Ancak, bir ölçüm beyin Tourette sendromunu diğer hastalıklardan ayırmak için beynin dalgaları (elektroensefalogram, EEG) ve sanal kesit görüntülerini (tek foton emisyonlu bilgisayarlı tomografi, SPECT) üretmek için bir yöntem kullanılabilir. SPECT, hastalığın ileri aşamalarında dopaminin D2 reseptörlerine bağlanmasının azaldığını gösterir. Nedeni bir otoimmün reaksiyonsa, kesin antikorlar tespit edilebilir.

Tourette sendromunun ayrılmaz bir parçası olan motor tikler, hızlı istemsiz kas seğirmelerinden (miyokloni) ve hareket bozukluklarından (distoni) ayırt edilmelidir. Tikler belirli bir süre baskılanabilir, ancak miyokloniler hiçbir şekilde bastırılamaz ve distoni ancak belirli bir dereceye kadar bastırılabilir. Ek olarak, tiklere, gerçek hareketi tetikleyen önceki bir parestezi eşlik eder.
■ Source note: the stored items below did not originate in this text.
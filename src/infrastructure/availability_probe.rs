//! Availability Probe
//!
//! Memoized reachability checks against the automation target.

use crate::domain::entities::ProbeResult;
use crate::domain::ports::ReachabilityCheck;
use parking_lot::Mutex;
use std::sync::Arc;
use std::time::{Duration, Instant};

/// Probe configuration.
#[derive(Debug, Clone)]
pub struct ProbeConfig {
    /// Minimum time between two real reachability checks
    pub recheck_interval: Duration,
    /// Sleep between polls in `wait_for_availability`
    pub poll_interval: Duration,
}

impl Default for ProbeConfig {
    fn default() -> Self {
        Self {
            recheck_interval: Duration::from_secs(5),
            poll_interval: Duration::from_millis(500),
        }
    }
}

/// Availability probe for the automation target.
///
/// Caches the last answer so hot paths do not pay for a real check on every
/// call.
pub struct AvailabilityProbe {
    config: ProbeConfig,
    check: Arc<dyn ReachabilityCheck>,
    last: Mutex<Option<ProbeResult>>,
}

impl AvailabilityProbe {
    /// Create a new probe around a reachability backend.
    pub fn new(config: ProbeConfig, check: Arc<dyn ReachabilityCheck>) -> Self {
        Self {
            config,
            check,
            last: Mutex::new(None),
        }
    }

    /// Whether the target is reachable, re-checking at most once per interval.
    pub fn is_available(&self) -> bool {
        if let Some(result) = *self.last.lock() {
            if !result.is_stale(self.config.recheck_interval) {
                return result.reachable;
            }
        }

        // The backend may be slow; keep the lock out of it.
        let result = ProbeResult::new(self.check.is_reachable());

        let previous = self.last.lock().replace(result);
        match previous {
            Some(prev) if prev.reachable && !result.reachable => {
                tracing::warn!("automation target became unreachable");
            }
            Some(prev) if !prev.reachable && result.reachable => {
                tracing::info!("automation target reachable again");
            }
            None if !result.reachable => {
                tracing::warn!("automation target unreachable");
            }
            _ => {}
        }

        result.reachable
    }

    /// Poll until the target is reachable or `timeout` elapses.
    ///
    /// Always checks at least once.
    pub fn wait_for_availability(&self, timeout: Duration) -> bool {
        let deadline = Instant::now() + timeout;

        loop {
            if self.is_available() {
                return true;
            }

            let remaining = deadline.saturating_duration_since(Instant::now());
            if remaining.is_zero() {
                tracing::debug!("gave up waiting for target after {:?}", timeout);
                return false;
            }

            std::thread::sleep(self.config.poll_interval.min(remaining));
        }
    }

    /// Last cached result, if any check has run.
    pub fn last_result(&self) -> Option<ProbeResult> {
        *self.last.lock()
    }

    /// Drop the cached result so the next call checks for real.
    pub fn invalidate(&self) {
        *self.last.lock() = None;
    }

    /// Get the configuration.
    pub fn config(&self) -> &ProbeConfig {
        &self.config
    }
}

#[cfg(test)]
#[cfg_attr(coverage_nightly, coverage(off))]
mod tests {
    use super::*;
    use std::sync::atomic::{AtomicBool, AtomicU32, Ordering};

    struct CountingCheck {
        reachable: AtomicBool,
        calls: AtomicU32,
    }

    impl CountingCheck {
        fn new(reachable: bool) -> Arc<Self> {
            Arc::new(Self {
                reachable: AtomicBool::new(reachable),
                calls: AtomicU32::new(0),
            })
        }
    }

    impl ReachabilityCheck for CountingCheck {
        fn is_reachable(&self) -> bool {
            self.calls.fetch_add(1, Ordering::SeqCst);
            self.reachable.load(Ordering::SeqCst)
        }
    }

    fn probe(check: Arc<CountingCheck>, recheck: Duration, poll: Duration) -> AvailabilityProbe {
        AvailabilityProbe::new(
            ProbeConfig {
                recheck_interval: recheck,
                poll_interval: poll,
            },
            check,
        )
    }

    #[test]
    fn test_probe_config_default() {
        let config = ProbeConfig::default();
        assert_eq!(config.recheck_interval, Duration::from_secs(5));
        assert_eq!(config.poll_interval, Duration::from_millis(500));
    }

    #[test]
    fn test_is_available_memoized() {
        let check = CountingCheck::new(true);
        let probe = probe(check.clone(), Duration::from_secs(60), Duration::from_millis(10));

        for _ in 0..10 {
            assert!(probe.is_available());
        }
        assert_eq!(check.calls.load(Ordering::SeqCst), 1);
    }

    #[test]
    fn test_is_available_rechecks_after_interval() {
        let check = CountingCheck::new(true);
        let probe = probe(check.clone(), Duration::from_millis(10), Duration::from_millis(10));

        assert!(probe.is_available());
        check.reachable.store(false, Ordering::SeqCst);

        // Still cached
        assert!(probe.is_available());

        std::thread::sleep(Duration::from_millis(30));
        assert!(!probe.is_available());
        assert_eq!(check.calls.load(Ordering::SeqCst), 2);
    }

    #[test]
    fn test_closure_backend() {
        let probe = AvailabilityProbe::new(ProbeConfig::default(), Arc::new(|| true));
        assert!(probe.is_available());
        assert!(probe.last_result().unwrap().reachable);
    }

    #[test]
    fn test_wait_for_availability_immediate() {
        let check = CountingCheck::new(true);
        let probe = probe(check, Duration::from_secs(5), Duration::from_millis(10));

        let start = Instant::now();
        assert!(probe.wait_for_availability(Duration::from_secs(1)));
        assert!(start.elapsed() < Duration::from_millis(100));
    }

    #[test]
    fn test_wait_for_availability_times_out() {
        let check = CountingCheck::new(false);
        let probe = probe(check.clone(), Duration::ZERO, Duration::from_millis(10));

        let start = Instant::now();
        assert!(!probe.wait_for_availability(Duration::from_millis(60)));
        assert!(start.elapsed() >= Duration::from_millis(60));
        assert!(check.calls.load(Ordering::SeqCst) > 1);
    }

    #[test]
    fn test_wait_for_availability_zero_timeout_checks_once() {
        let check = CountingCheck::new(false);
        let probe = probe(check.clone(), Duration::ZERO, Duration::from_millis(10));

        assert!(!probe.wait_for_availability(Duration::ZERO));
        assert_eq!(check.calls.load(Ordering::SeqCst), 1);
    }

    #[test]
    fn test_wait_for_availability_recovers() {
        let check = CountingCheck::new(false);
        let probe = Arc::new(probe(check.clone(), Duration::ZERO, Duration::from_millis(5)));

        let flip = check.clone();
        let handle = std::thread::spawn(move || {
            std::thread::sleep(Duration::from_millis(30));
            flip.reachable.store(true, Ordering::SeqCst);
        });

        assert!(probe.wait_for_availability(Duration::from_secs(2)));
        handle.join().unwrap();
    }

    #[test]
    fn test_invalidate_forces_recheck() {
        let check = CountingCheck::new(true);
        let probe = probe(check.clone(), Duration::from_secs(60), Duration::from_millis(10));

        probe.is_available();
        probe.invalidate();
        assert!(probe.last_result().is_none());

        probe.is_available();
        assert_eq!(check.calls.load(Ordering::SeqCst), 2);
    }

    #[tracing_test::traced_test]
    #[test]
    fn test_logs_reachability_change() {
        let check = CountingCheck::new(true);
        let probe = probe(check.clone(), Duration::ZERO, Duration::from_millis(10));

        probe.is_available();
        std::thread::sleep(Duration::from_millis(2));
        check.reachable.store(false, Ordering::SeqCst);
        probe.is_available();

        assert!(logs_contain("automation target became unreachable"));
    }
}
Bu duyusal bileşen, diğer hareket bozukluklarından temel farktır. Genetik çalışmalar Tourette sendromu, kronik tikler ve obsesif kompulsif bozukluklar arasında bir bağlantı olduğunu kanıtlamıştır.Hastalıklar arasındaki bu yakın bağlantı terapide önemlidir, çünkü Tourette hastaları psikiyatrik bozukluktan motor veya vokal tiklerden daha fazla etkilenir. Bununla birlikte, zamanla tiklerini kendileri kullanmayı öğrenen ve bu nedenle psikoterapötik veya ilaç tedavisine ihtiyaç duymayan hastalar da vardır.

Ancak hastanın sosyal çevresini hastalık konusunda eğitmek her zaman önemlidir, böylelikle kabulün daha fazla olması ve hastaların izolasyonu önlenmiş olur. Tourette sendromunun tedavisi sadece semptomatik olarak yapılabilir, yani sadece semptomlar, yani tikler tedavi edilir, ancak nedeni genellikle açıklanamaz ve tedavi edilemez.
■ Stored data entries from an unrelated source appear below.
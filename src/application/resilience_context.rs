//! Resilience Context - Main application use case
//!
//! Owns one instance of every resilience component plus the executor and
//! routes reads and writes through them. Hosts build it once at startup and
//! share it behind an `Arc`.

use crate::config::Config;
use crate::domain::entities::{OperationKind, Params};
use crate::domain::errors::ResilienceError;
use crate::domain::ports::{Executor, ReachabilityCheck};
use crate::infrastructure::{
    AvailabilityProbe, CacheStats, CircuitBreaker, CircuitMetrics, DeadLetterQueue,
    DeadLetterTarget, RateLimiter, ReplayReport, ResultCache, RetryExecutor,
};
use anyhow::Context;
use serde::Serialize;
use serde_json::Value;
use std::collections::HashMap;
use std::sync::Arc;
use std::time::Duration;
use tokio::task::JoinHandle;

/// Aggregated view for status reporting.
#[derive(Debug, Clone, Serialize)]
pub struct ContextStats {
    pub cache: CacheStats,
    pub breaker: CircuitMetrics,
    pub dead_letters: usize,
}

/// Resilience context - main application use case.
///
/// Reads are served from the result cache when possible. Everything else
/// goes through the retry executor:
/// 1. Waits for the availability probe
/// 2. Checks the circuit breaker
/// 3. Throttles and invokes the executor, retrying with backoff
/// 4. Dead-letters the call when every attempt failed
pub struct ResilienceContext {
    executor: Arc<dyn Executor>,
    cache: Arc<ResultCache>,
    breaker: Arc<CircuitBreaker>,
    limiter: Arc<RateLimiter>,
    probe: Arc<AvailabilityProbe>,
    dead_letters: Arc<DeadLetterQueue>,
    retry: RetryExecutor,
    invalidations: HashMap<String, Vec<String>>,
    sweeper: Option<JoinHandle<()>>,
}

impl ResilienceContext {
    /// Wire a context from `config` around an already opened dead letter queue.
    pub fn new(
        config: &Config,
        executor: Arc<dyn Executor>,
        check: Arc<dyn ReachabilityCheck>,
        dead_letters: DeadLetterQueue,
    ) -> Self {
        let cache = Arc::new(ResultCache::new(config.ttl_table()));
        let breaker = Arc::new(CircuitBreaker::new(config.breaker_config()));
        let limiter = Arc::new(RateLimiter::new(config.rate_limit_config()));
        let probe = Arc::new(AvailabilityProbe::new(config.probe_config(), check));
        let dead_letters = Arc::new(dead_letters);

        let retry = RetryExecutor::new(
            probe.clone(),
            limiter.clone(),
            breaker.clone(),
            dead_letters.clone(),
            config.retry_policy(),
        );

        Self {
            executor,
            cache,
            breaker,
            limiter,
            probe,
            dead_letters,
            retry,
            invalidations: config.invalidations.clone(),
            sweeper: None,
        }
    }

    /// Validate `config`, open its dead letter file and wire a context.
    ///
    /// Inside a tokio runtime the cache sweeper starts as well, every
    /// `cache.sweep_interval_secs` (0 disables it). It stops when the
    /// context is dropped.
    pub fn open(
        config: &Config,
        executor: Arc<dyn Executor>,
        check: Arc<dyn ReachabilityCheck>,
    ) -> anyhow::Result<Self> {
        config.validate().context("invalid resilience config")?;

        let dead_letters = match &config.dlq_path {
            Some(path) => DeadLetterQueue::open(path)
                .with_context(|| format!("failed to open dead letter queue {}", path.display()))?,
            None => DeadLetterQueue::in_memory(),
        };

        tracing::info!(
            "resilience context ready (failure_threshold={}, operations_per_minute={}, dead_letters={})",
            config.breaker.failure_threshold,
            config.rate_limit.operations_per_minute,
            dead_letters.len()
        );

        let mut ctx = Self::new(config, executor, check, dead_letters);

        let interval = config.sweep_interval();
        if !interval.is_zero() && tokio::runtime::Handle::try_current().is_ok() {
            tracing::debug!("starting cache sweeper every {:?}", interval);
            ctx.sweeper = Some(ctx.start_cache_sweeper(interval));
        }

        Ok(ctx)
    }

    /// Run a read-only operation, serving it from the cache when fresh.
    pub fn read(&self, operation: &str, params: &Params) -> Result<Value, ResilienceError> {
        let _span = tracing::info_span!("read", operation).entered();

        if let Some(value) = self.cache.get(operation, params) {
            return Ok(value);
        }

        let value = self.retry.execute(Some(DeadLetterTarget::read(operation, params)), || {
            self.executor.execute(operation, params)
        })?;

        self.cache.set(operation, params, value.clone(), None);
        Ok(value)
    }

    /// Run a mutating operation and drop the cached reads it makes stale.
    pub fn write(&self, operation: &str, params: &Params) -> Result<Value, ResilienceError> {
        let _span = tracing::info_span!("write", operation).entered();

        let value = self.retry.execute(Some(DeadLetterTarget::write(operation, params)), || {
            self.executor.execute(operation, params)
        })?;

        self.invalidate_after(operation);
        Ok(value)
    }

    /// Unmapped writes clear the whole cache.
    fn invalidate_after(&self, operation: &str) {
        let removed = match self.invalidations.get(operation) {
            Some(reads) => self.cache.invalidate_operations(reads),
            None => self.cache.invalidate(None, None),
        };

        if removed > 0 {
            tracing::debug!("{} invalidated {} cached results", operation, removed);
        }
    }

    /// Replay every dead letter once through the normal retry path.
    ///
    /// Entries that fail again stay queued and are not dead-lettered twice.
    /// A replayed read refreshes its cached result, a replayed write
    /// invalidates like `write`.
    pub fn replay_dead_letters(&self) -> ReplayReport {
        let _span = tracing::info_span!("replay_dead_letters").entered();

        let report = self.dead_letters.retry_all(|entry| {
            let result = self.retry.execute(None, || {
                self.executor.execute(&entry.operation, &entry.params)
            });

            match result {
                Ok(value) => {
                    match entry.kind {
                        OperationKind::Read => {
                            self.cache.set(&entry.operation, &entry.params, value, None)
                        }
                        OperationKind::Write => self.invalidate_after(&entry.operation),
                    }
                    Ok(())
                }
                Err(ResilienceError::Exhausted { last_error, .. }) => Err(last_error),
                Err(e) => Err(e.to_string()),
            }
        });

        tracing::info!(
            "dead letter replay: {} retried, {} succeeded, {} failed",
            report.retried,
            report.succeeded,
            report.failed
        );

        report
    }

    /// Drop cached results; `None` clears everything.
    pub fn invalidate(&self, operation: Option<&str>, params: Option<&Params>) -> usize {
        self.cache.invalidate(operation, params)
    }

    pub fn stats(&self) -> ContextStats {
        ContextStats {
            cache: self.cache.stats(),
            breaker: self.breaker.metrics(),
            dead_letters: self.dead_letters.len(),
        }
    }

    /// Start the periodic cache expiry sweep on the current tokio runtime.
    ///
    /// The caller owns the returned handle; `open` keeps its own.
    pub fn start_cache_sweeper(&self, interval: Duration) -> JoinHandle<()> {
        ResultCache::start_cleanup_with_arc(self.cache.clone(), interval)
    }

    pub fn cache(&self) -> &Arc<ResultCache> {
        &self.cache
    }

    pub fn breaker(&self) -> &Arc<CircuitBreaker> {
        &self.breaker
    }

    pub fn limiter(&self) -> &Arc<RateLimiter> {
        &self.limiter
    }

    pub fn probe(&self) -> &Arc<AvailabilityProbe> {
        &self.probe
    }

    pub fn dead_letters(&self) -> &Arc<DeadLetterQueue> {
        &self.dead_letters
    }

    pub fn retry_executor(&self) -> &RetryExecutor {
        &self.retry
    }

    /// Whether `open` started a cache sweeper that is still running.
    pub fn has_cache_sweeper(&self) -> bool {
        self.sweeper.as_ref().is_some_and(|h| !h.is_finished())
    }
}

impl Drop for ResilienceContext {
    fn drop(&mut self) {
        if let Some(handle) = self.sweeper.take() {
            handle.abort();
        }
    }
}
Genellikle bir davranışsal terapi hastanın günlük yaşamda tiklere nasıl hakim olacağını öğrenmesi gereken yararlıdır. Örneğin, bir şeye veya eyleme konsantre olduklarında zayıflarlar, ancak stres altında daha güçlü hale gelirler. İlaç tedavisi genellikle sadece tikler çevre için o kadar korkutucuysa hasta çok kısıtlıysa veya hastanın kendisine veya diğer insanlara yönelik agresif tikler söz konusu olduğunda kullanılır.

En etkili tik azaltıcı ilaçlar nöroleptikler etkisi dopamin reseptörlerinin etkisine bağlı olan haloperidol, pimozid ve flufenazin gibi. Ancak, tedavinin faydaları ilaçların olası yan etkilerine karşı tartılmalıdır. Kullanımı nöroleptikler Okul çocuklarında özellikle sorunlu olan yorgunluğa ve motivasyonun azalmasına neden olur. Ek olarak, nöroleptikler hareket bozukluğu riski taşır. koordinasyon (diskinezi), bu yüzden sadece ağır vakalarda reçete edilmelidir. klonidin, tiaprid ve sülpirid daha az yan etkiye sahiptir, ancak o kadar etkili değildir.